A portion of a simplified entity-relationship diagram for a relational database that may be linked to a graph database for research in biomarker and targeted therapies is shown displaying the 5th order information entities relating to biomarkers and targeted therapies for HCC

12.1.2.1.3 Action Layer

The third layer of the generic PSM database structure can be considered an Action Layer that will be designed to perform many of the tasks that will be required to update the PSM databases. The tasks performed as part of this action layer include data processing that will be required to ensure the increasing accuracy of the MEBN as indicated in Pearl’s Theorem or Algorithm. These tasks may be accomplished by means of triggered sub-programs, and may include updating lab values in a graph database, recalculating probabilities in MEBNs, extracting data from structured reports such as imaging studies, and extracting data from the wide variety of local and remote repositories (e.g. genetic data). The system could be used locally at a clinical liver cancer center to monitor patient assessments, treatments, and outcomes.

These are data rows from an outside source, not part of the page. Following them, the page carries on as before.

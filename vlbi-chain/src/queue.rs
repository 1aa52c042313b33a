//! The bounded queue sitting between two adjacent steps (§3.5): a thin
//! wrapper around a `crossbeam_channel` pair, plus the stop flag a
//! `gentle_stop()` sets to tell the upstream producer to quit pushing.

use std::sync::atomic::{AtomicBool, Ordering};
use std::sync::Arc;

use crossbeam_channel::{bounded, Receiver, Sender};

pub(crate) struct Edge<T> {
    pub(crate) sender: Sender<T>,
    pub(crate) receiver: Receiver<T>,
    pub(crate) closing: Arc<AtomicBool>,
}

impl<T> Edge<T> {
    pub(crate) fn new(depth: usize) -> Self {
        let (sender, receiver) = bounded(depth.max(1));
        Edge { sender, receiver, closing: Arc::new(AtomicBool::new(false)) }
    }

    pub(crate) fn request_close(&self) {
        self.closing.store(true, Ordering::SeqCst);
    }
}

This process will be facilitated when links can be established to provide access to medical research databases, as well as to established treatment registries through the TIMMS infrastructure as shown in Fig. 2.1, Chap. 2.

Conclusion

In this Chapter we have outlined the required structure and function of an ITS-PM that would be suitable to establish a use-case utilizing HCC within the context of the PSM and MGT. The database structure, composed of three layers, has been described and sample entity-relationship diagrams populated from the clinical material described in Chaps. 311 have been presented.

RM-ODP and SOA can provide the comprehensive methodologies to be employed to successfully meet the requirements for such an elaborate system.

In the concluding Chapter, the proposed benefits of this ITS-PM will be presented in the form of expert recommendations and outlook for PPPM and HCC.